A few weeks after diagnosis I was in the hospital getting a lumpectomy with a sental node biopsy. Unfortunately, I had 2 positive nodes so I had to get the Axilla nodes removed as well. I had a total of 17 nodes removed. A week or so after surgery, I started chemotherapy. Chemo is something I never thought I would experience. It is terribly horrifying and scary. At the cancer center, everyone is hooked up to some sort of IV, some looking thin and weak while the others seem to be accepting the fact that they had cancer and were chatting away with other survivors. I walked in and decided I wanted to be the chatting survivor. I had 4 rounds of AC and 4 rounds of Taxol every 2 weeks. I have to say the drugs were amazing but I was still sick as a dog. I lost 20 lbs and could only eat ice cream, pickles and mustard on crackers. On a side note my husband was a gem. While I was going through treatment we were still engaged and trying to plan a wedding. He stayed with me the whole time…bald and all.

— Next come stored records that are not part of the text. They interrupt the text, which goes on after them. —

//! Frame loop driving the dither engine and a presentation surface.
//!
//! The loop is single threaded and cooperative:
//! 1. Check the shared stop flag (set up by [`install_stop_handler`])
//! 2. Poll surface events without blocking
//! 3. If a frame is due, dither and present it; otherwise sleep until it is
//!
//! A frame in progress always completes before the stop flag is read again.

use std::sync::atomic::{AtomicBool, Ordering};
use std::sync::Arc;
use std::time::Duration;

use crate::dither::{Engine, EngineError};
use crate::surface::{Surface, SurfaceError};

/// Errors that end the frame loop early.
#[derive(Debug, thiserror::Error)]
pub enum LoopError {
    #[error(transparent)]
    Engine(#[from] EngineError),

    #[error(transparent)]
    Surface(#[from] SurfaceError),
}

/// Frame loop parameters.
#[derive(Debug, Clone, Copy, PartialEq, Eq)]
pub struct LoopOptions {
    /// Frame rate cap; 0 runs unthrottled.
    pub max_fps: u32,
    /// Surface pixels per grid cell along each axis.
    pub block_size: usize,
    /// Log the achieved frame rate once per second.
    pub profile: bool,
}

impl LoopOptions {
    /// Minimum spacing between produced frames.
    pub fn frame_interval(&self) -> Duration {
        if self.max_fps == 0 {
            Duration::ZERO
        } else {
            Duration::from_secs_f64(1.0 / self.max_fps as f64)
        }
    }
}

/// Summary of a finished run.
#[derive(Debug, Clone, Copy, Default, PartialEq, Eq)]
pub struct LoopStats {
    pub frames: u64,
}

/// Run until `running` is cleared or the surface closes.
pub fn run<S: Surface + ?Sized>(
    engine: &mut Engine,
    surface: &mut S,
    options: &LoopOptions,
    running: &AtomicBool,
) -> Result<LoopStats, LoopError> {
    let interval = options.frame_interval();
    let mut stats = LoopStats::default();

    // Show the classified image right away
    surface.present(engine.frame()?, options.block_size)?;

    let mut last_frame = surface.now();
    let mut fps_timer = Duration::ZERO;
    let mut fps_frames: u32 = 0;

    while running.load(Ordering::SeqCst) {
        if !surface.poll_events() {
            log::info!("Surface closed");
            break;
        }

        let now = surface.now();
        let elapsed = now.saturating_sub(last_frame);

        if elapsed >= interval {
            let frame = engine.next_frame()?;
            surface.present(frame, options.block_size)?;
            last_frame = now;
            stats.frames += 1;

            if options.profile {
                fps_frames += 1;
                fps_timer += elapsed;
                if fps_timer >= Duration::from_secs(1) {
                    log::info!("FPS: {}", fps_frames);
                    fps_frames = 0;
                    fps_timer = Duration::ZERO;
                }
            }
        } else {
            surface.sleep(interval - elapsed);
        }
    }

    log::debug!("Frame loop finished after {} frames", stats.frames);
    Ok(stats)
}

/// Install a Ctrl+C / SIGTERM handler and return the flag it clears.
///
/// This should be called once at program startup.
pub fn install_stop_handler() -> Result<Arc<AtomicBool>, ctrlc::Error> {
    let running = Arc::new(AtomicBool::new(true));
    let flag = running.clone();
    ctrlc::set_handler(move || {
        flag.store(false, Ordering::SeqCst);
        log::info!("Received stop signal, shutting down...");
    })?;
    Ok(running)
}

#[cfg(test)]
mod tests {
    use super::*;

    #[test]
    fn test_frame_interval() {
        let opts = LoopOptions {
            max_fps: 50,
            block_size: 1,
            profile: false,
        };
        assert_eq!(opts.frame_interval(), Duration::from_millis(20));

        let unthrottled = LoopOptions { max_fps: 0, ..opts };
        assert_eq!(unthrottled.frame_interval(), Duration::ZERO);
    }

    #[test]
    fn test_loop_error_display_is_transparent() {
        let err = LoopError::from(EngineError::NotReady);
        assert_eq!(err.to_string(), EngineError::NotReady.to_string());
    }
}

After chemo, I was scheduled to have radiation. I did some research and decided that I did not want more radiation. My Oncologist told me (she is very honest), that she would not recommend I get radiation at my age and that a BMX would be best. Thank god for honest Dr’s. A few weeks after chemo I had a BMX with immediate reconstruction with TE. Best decision I ever made but I had so many complications. I got an infection in the left expander. Went into the hospital got a Picc line and was on vancomycin for 10 days. The infection cleared up. We removed the expander and let the left side heal for about a 6 weeks. Tried the surgery again because I was feeling better and there was no sign of infection. Within 24 hours my breast was swollen and was double the size. My doctor was finally able to get fluid to culture (no fluid was present 1st time). Results came back….Pseudomonas. I was so mad and sad. I cried for days and days. My husband and I were leaving to go on our belated honeymoon to Italy in a week. Once again, I was back in the hospital and the tissue expander was removed. I had an IV put back into my arm and thankfully the correct antibiotic was given. My Plastic Surgeon said I had to wait 3 months before we could try the surgery again. Phew…now here I am one more month to go. My next surgery is scheduled for June 27th.

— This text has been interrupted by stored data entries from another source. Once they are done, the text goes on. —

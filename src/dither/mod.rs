//! Image-to-animated-bitmap engine.
//!
//! Pipeline, run once per loaded image:
//!
//! 1. **Resampling** - bilinear resize of the photo to the target grid, with
//!    an optional brightness cutoff
//! 2. **Classification** - each cell becomes black, accent, or uncertain
//!
//! and then once per frame:
//!
//! 3. **Dithering** - uncertain cells are re-decided by the configured
//!    [`Algorithm`] and written to the [`FrameBuffer`]

mod classify;
mod error;
mod frame;
mod grid;
mod resample;
mod rng;
mod strategy;

use std::path::Path;

pub use classify::{
    accent_probability, CellState, Classification, ACCENT_RGB, UNCERTAIN_HIGH, UNCERTAIN_LOW,
};
pub use error::EngineError;
pub use frame::{FrameBuffer, ACCENT_RGBA, BLACK_RGBA};
pub use grid::TargetGrid;
pub use resample::{luma, resample, resample_into, CellColor, SourceImage};
pub use rng::{XorShift32, DEFAULT_SEED};
pub use strategy::{
    fill_row_sines, normalized_x, random_decision, wave_decision, wave_threshold, Algorithm,
    CLOCK_STEP,
};

/// Engine parameters, fixed for the lifetime of an [`Engine`].
#[derive(Debug, Clone, Copy, PartialEq)]
pub struct DitherSettings {
    pub algorithm: Algorithm,
    /// Brightness cutoff in `[0, 255]`; darker cells are forced to black.
    pub threshold: u8,
    /// Wave/noise blend in `[0, 100]`.
    pub chaos: u8,
    pub seed: u32,
}

impl Default for DitherSettings {
    fn default() -> Self {
        Self {
            algorithm: Algorithm::Wave,
            threshold: 40,
            chaos: 10,
            seed: DEFAULT_SEED,
        }
    }
}

/// Loaded state of the engine.
#[derive(Debug)]
struct Prepared {
    classification: Classification,
    frame: FrameBuffer,
    row_sines: Vec<f32>,
}

/// Lifecycle of an [`Engine`].
#[derive(Debug)]
enum EngineState {
    Uninitialized,
    Ready(Prepared),
}

/// Owns everything the animation needs: settings, classification, output
/// buffer, animation clock and RNG.
#[derive(Debug)]
pub struct Engine {
    settings: DitherSettings,
    state: EngineState,
    clock: f32,
    rng: XorShift32,
}

impl Engine {
    /// An engine with no image loaded.
    pub fn new(settings: DitherSettings) -> Self {
        Self {
            settings,
            state: EngineState::Uninitialized,
            clock: 0.0,
            rng: XorShift32::new(settings.seed),
        }
    }

    pub fn settings(&self) -> &DitherSettings {
        &self.settings
    }

    pub fn is_ready(&self) -> bool {
        matches!(self.state, EngineState::Ready(_))
    }

    /// Animation clock, advanced by [`CLOCK_STEP`] per animated frame.
    pub fn clock(&self) -> f32 {
        self.clock
    }

    /// Decode the image at `path` and prepare it for `grid`.
    ///
    /// On failure the engine keeps its previous state.
    pub fn load_path(&mut self, path: &Path, grid: TargetGrid) -> Result<(), EngineError> {
        let decoded = image::open(path).map_err(|source| EngineError::Load {
            path: path.to_path_buf(),
            source,
        })?;
        log::info!(
            "Loaded image: {}x{} from {}",
            decoded.width(),
            decoded.height(),
            path.display()
        );
        let source = SourceImage::try_from(decoded.into_rgb8())?;
        self.load_image(&source, grid)
    }

    /// Resample and classify an in-memory image, replacing any previous one.
    ///
    /// The animation clock restarts at zero.
    pub fn load_image(
        &mut self,
        source: &SourceImage,
        grid: TargetGrid,
    ) -> Result<(), EngineError> {
        let cells = resample(source, grid, self.settings.threshold);
        let classification = Classification::from_cells(&cells, grid)?;
        log::info!("Dither resolution: {}x{}", grid.width, grid.height);
        log::info!(
            "Optimized: {} uncertain cells out of {} ({:.1}%)",
            classification.uncertain.len(),
            grid.cells(),
            classification.uncertain_percent()
        );
        self.install(classification);
        Ok(())
    }

    /// Use an existing classification directly.
    ///
    /// The animation clock restarts at zero.
    pub fn load_classification(&mut self, classification: Classification) {
        self.install(classification);
    }

    fn install(&mut self, classification: Classification) {
        let frame = classification.initial_frame();
        let row_sines = Vec::with_capacity(classification.grid.height);
        self.clock = 0.0;
        self.state = EngineState::Ready(Prepared {
            classification,
            frame,
            row_sines,
        });
    }

    /// Classification of the loaded image.
    pub fn classification(&self) -> Result<&Classification, EngineError> {
        match &self.state {
            EngineState::Ready(p) => Ok(&p.classification),
            EngineState::Uninitialized => Err(EngineError::NotReady),
        }
    }

    /// Current frame without advancing the animation.
    pub fn frame(&self) -> Result<&FrameBuffer, EngineError> {
        match &self.state {
            EngineState::Ready(p) => Ok(&p.frame),
            EngineState::Uninitialized => Err(EngineError::NotReady),
        }
    }

    /// Run one dither pass over the uncertain cells and return the frame.
    pub fn next_frame(&mut self) -> Result<&FrameBuffer, EngineError> {
        let prepared = match &mut self.state {
            EngineState::Ready(p) => p,
            EngineState::Uninitialized => return Err(EngineError::NotReady),
        };

        let Prepared {
            classification,
            frame,
            row_sines,
        } = prepared;
        let grid = classification.grid;

        if !self.settings.algorithm.is_animated() {
            return Ok(&*frame);
        }

        match self.settings.algorithm {
            Algorithm::Static => {}
            Algorithm::Random => {
                for &idx in &classification.uncertain {
                    let accent =
                        random_decision(classification.probabilities[idx], &mut self.rng);
                    frame.set_accent(idx, accent);
                }
            }
            Algorithm::Wave => {
                let chaos = self.settings.chaos.min(100) as f32 / 100.0;
                fill_row_sines(row_sines, grid.height, self.clock);
                for &idx in &classification.uncertain {
                    let (x, y) = grid.position(idx);
                    let accent = wave_decision(
                        classification.probabilities[idx],
                        normalized_x(x, grid.width),
                        row_sines[y],
                        chaos,
                        &mut self.rng,
                    );
                    frame.set_accent(idx, accent);
                }
            }
        }

        self.clock += CLOCK_STEP;
        log::trace!(
            "Dithered {} cells, clock {:.3}",
            classification.uncertain.len(),
            self.clock
        );
        Ok(&*frame)
    }
}

impl Default for Engine {
    fn default() -> Self {
        Self::new(DitherSettings::default())
    }
}

#[cfg(test)]
mod tests {
    use super::*;

    fn wave_engine(classification: Classification) -> Engine {
        let mut engine = Engine::new(DitherSettings {
            algorithm: Algorithm::Wave,
            threshold: 0,
            chaos: 0,
            seed: DEFAULT_SEED,
        });
        engine.load_classification(classification);
        engine
    }

    #[test]
    fn test_wave_order_independent() {
        let grid = TargetGrid::new(12, 9);
        let n = grid.cells();
        let probabilities = (0..n)
            .map(|i| UNCERTAIN_LOW + (UNCERTAIN_HIGH - UNCERTAIN_LOW) * (i as f32 / n as f32))
            .collect();
        let row_major = Classification::from_probabilities(probabilities, grid).unwrap();

        // Column-major visiting order, so consecutive cells never share a row
        let mut permuted = row_major.clone();
        permuted
            .uncertain
            .sort_by_key(|&idx| (idx % grid.width, idx / grid.width));
        assert_ne!(permuted.uncertain, row_major.uncertain);

        let mut a = wave_engine(row_major);
        let mut b = wave_engine(permuted);
        for _ in 0..10 {
            let fa = a.next_frame().unwrap().clone();
            let fb = b.next_frame().unwrap().clone();
            assert_eq!(fa, fb);
        }
    }

    #[test]
    fn test_load_image_replaces_grid_and_resets_clock() {
        let class = Classification::from_probabilities(vec![0.5; 4], TargetGrid::new(2, 2));
        let mut engine = wave_engine(class.unwrap());
        engine.next_frame().unwrap();

        let source = SourceImage::from_rgb(1, 1, vec![0, 0, 0]).unwrap();
        engine.load_image(&source, TargetGrid::new(3, 1)).unwrap();
        assert_eq!(engine.frame().unwrap().width(), 3);
        assert_eq!(engine.clock(), 0.0);
    }
}
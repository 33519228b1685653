//! ANSI true-color terminal surface.
//!
//! Every terminal cell shows two vertically stacked surface pixels using the
//! upper half block `▀`: the foreground color paints the upper pixel, the
//! background color the lower one. A terminal of `cols x rows` therefore
//! offers a `cols x rows*2` pixel surface.

use std::io::Write;
use std::time::{Duration, Instant};

use crossterm::{
    cursor, execute, queue,
    style::{Color, Print, ResetColor, SetBackgroundColor, SetForegroundColor},
    terminal::{Clear, ClearType},
};

use super::{Surface, SurfaceError};
use crate::dither::FrameBuffer;

/// Size used when the terminal cannot be queried.
pub const FALLBACK_SIZE: (u16, u16) = (80, 24);

const UPPER_HALF: char = '▀';

fn rgb(rgba: [u8; 4]) -> Color {
    Color::Rgb {
        r: rgba[0],
        g: rgba[1],
        b: rgba[2],
    }
}

/// Renders frames as colored half blocks to any writer.
pub struct TerminalSurface<W: Write = std::io::Stdout> {
    out: W,
    cols: u16,
    rows: u16,
    started: Instant,
    output: Vec<u8>,
}

impl TerminalSurface<std::io::Stdout> {
    /// Draw to stdout, sized to the current terminal.
    pub fn stdout() -> Result<Self, SurfaceError> {
        let (cols, rows) = match crossterm::terminal::size() {
            Ok((cols, rows)) if cols > 0 && rows > 0 => (cols, rows),
            _ => {
                log::warn!(
                    "Could not query terminal size, using {}x{}",
                    FALLBACK_SIZE.0,
                    FALLBACK_SIZE.1
                );
                FALLBACK_SIZE
            }
        };
        Self::with_size(std::io::stdout(), cols, rows)
    }
}

impl<W: Write> TerminalSurface<W> {
    /// Draw to `out` assuming a `cols x rows` terminal.
    ///
    /// Clears the screen and hides the cursor; both are restored on drop.
    pub fn with_size(mut out: W, cols: u16, rows: u16) -> Result<Self, SurfaceError> {
        execute!(out, cursor::Hide, Clear(ClearType::All))?;
        Ok(Self {
            out,
            cols,
            rows,
            started: Instant::now(),
            output: Vec::new(),
        })
    }

    /// The underlying writer.
    pub fn writer(&self) -> &W {
        &self.out
    }

    fn render(&mut self, frame: &FrameBuffer, block_size: usize) -> std::io::Result<()> {
        let block = block_size.max(1);
        self.output.clear();

        for row in 0..self.rows {
            queue!(self.output, cursor::MoveTo(0, row))?;
            let upper_y = (row as usize * 2) / block;
            let lower_y = (row as usize * 2 + 1) / block;

            let mut prev: Option<([u8; 4], [u8; 4])> = None;
            for col in 0..self.cols as usize {
                let cx = col / block;
                let fg = frame.cell_clamped(cx, upper_y);
                let bg = frame.cell_clamped(cx, lower_y);

                // Only emit colors when they change along the row
                if prev != Some((fg, bg)) {
                    queue!(
                        self.output,
                        SetForegroundColor(rgb(fg)),
                        SetBackgroundColor(rgb(bg))
                    )?;
                    prev = Some((fg, bg));
                }
                queue!(self.output, Print(UPPER_HALF))?;
            }
        }

        queue!(self.output, ResetColor)
    }
}

impl<W: Write> Surface for TerminalSurface<W> {
    fn size(&self) -> (usize, usize) {
        (self.cols as usize, self.rows as usize * 2)
    }

    fn present(&mut self, frame: &FrameBuffer, block_size: usize) -> Result<(), SurfaceError> {
        self.render(frame, block_size)?;
        self.out.write_all(&self.output)?;
        self.out.flush()?;
        Ok(())
    }

    fn poll_events(&mut self) -> bool {
        // The terminal is not in raw mode; Ctrl+C arrives through the stop flag.
        true
    }

    fn now(&self) -> Duration {
        self.started.elapsed()
    }
}

impl<W: Write> Drop for TerminalSurface<W> {
    fn drop(&mut self) {
        // Reset colors, show cursor, move below the image
        let _ = execute!(
            self.out,
            ResetColor,
            cursor::Show,
            cursor::MoveTo(0, self.rows),
            Print('\n')
        );
    }
}

#[cfg(test)]
mod tests {
    use super::*;
    use crate::dither::{Classification, TargetGrid, ACCENT_RGB};

    fn frame(cells: &[[f32; 3]], w: usize, h: usize) -> FrameBuffer {
        Classification::from_cells(cells, TargetGrid::new(w, h))
            .unwrap()
            .initial_frame()
    }

    fn rendered(surface: &mut TerminalSurface<Vec<u8>>, f: &FrameBuffer, block: usize) -> String {
        surface.present(f, block).unwrap();
        String::from_utf8_lossy(surface.writer()).into_owned()
    }

    #[test]
    fn test_size_doubles_rows() {
        let surface = TerminalSurface::with_size(Vec::new(), 40, 12).unwrap();
        assert_eq!(surface.size(), (40, 24));
    }

    #[test]
    fn test_setup_hides_cursor() {
        let surface = TerminalSurface::with_size(Vec::new(), 2, 1).unwrap();
        let out = String::from_utf8_lossy(surface.writer()).into_owned();
        assert!(out.starts_with("\x1b[?25l"));
    }

    #[test]
    fn test_drop_restores_cursor() {
        let mut buf = Vec::new();
        {
            let _surface = TerminalSurface::with_size(&mut buf, 2, 3).unwrap();
        }
        let out = String::from_utf8_lossy(&buf).into_owned();
        assert!(out.contains("\x1b[?25h"));
        // Below the last image row
        assert!(out.contains("\x1b[4;1H"));
    }

    #[test]
    fn test_half_blocks_use_upper_and_lower_pixels() {
        // 1 column, 2 pixel rows: accent above black
        let f = frame(&[ACCENT_RGB, [0.0; 3]], 1, 2);
        let mut surface = TerminalSurface::with_size(Vec::new(), 1, 1).unwrap();
        let out = rendered(&mut surface, &f, 1);
        assert!(out.contains("\x1b[1;1H"));
        assert!(out.contains("\x1b[38;2;255;140;0m\x1b[48;2;0;0;0m▀"));
        assert!(out.ends_with("\x1b[0m"));
    }

    #[test]
    fn test_colors_emitted_only_on_change() {
        let f = frame(&[[0.0; 3]; 8], 4, 2);
        let mut surface = TerminalSurface::with_size(Vec::new(), 4, 1).unwrap();
        let out = rendered(&mut surface, &f, 1);
        assert_eq!(out.matches("\x1b[38;2;").count(), 1);
        assert_eq!(out.matches('▀').count(), 4);
    }

    #[test]
    fn test_block_size_magnifies() {
        // 2x1 grid, block 2 -> 4 columns, left half accent
        let f = frame(&[ACCENT_RGB, [0.0; 3]], 2, 1);
        let mut surface = TerminalSurface::with_size(Vec::new(), 4, 1).unwrap();
        let out = rendered(&mut surface, &f, 2);
        assert_eq!(out.matches("\x1b[38;2;").count(), 2);
        assert!(out.contains("\x1b[38;2;255;140;0m\x1b[48;2;255;140;0m▀▀"));
        assert!(out.contains("\x1b[38;2;0;0;0m\x1b[48;2;0;0;0m▀▀"));
    }
}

Now on to the hard stuff… I am now completed with the treatments but still going through reconstruction. I receive monthly zoladex shots and I am on Tamoxifan for 5 years. I only see the oncologist once a month for minimal checkups and CBC’s. I feel so alone. I feel like my life line has been cut. I now just wait…so what am I waiting for? Well, do I wait for my tumor marker to go up so I can get a scan; do I wait for another tumor to form? I am in a very scary place right now. I have no control over the cancer and its return. So what do I do? I decided that I can’t let cancer take over my mind. Since diagnosis, I have changed my lifestyle completely. I no longer eat red meat, cheese, or drink alcohol. I have not had caffeine in 2 years and fast food 1 year. I will not drink any sodas, fruit juices, or anything else with refined sugar. I will not eat any processed foods, soy products and I will only eat organic. I do yoga 2x a week and run/walk about 8 miles a week. I can say that since cancer, I have become healthier than I have ever been.

I am so thankful Susan G. Komen for the Cure has the Marathon for the Cure program. I love to run 1/2 marathons and I want to raise awareness to all survivors and non-survivors. Breast cancer does not discriminate. It can attack anyone no matter what age, race and gender. Mammograms should not be given to women at 50. I should of had a mammogram before this because I am considered high risk (no children), but I did not.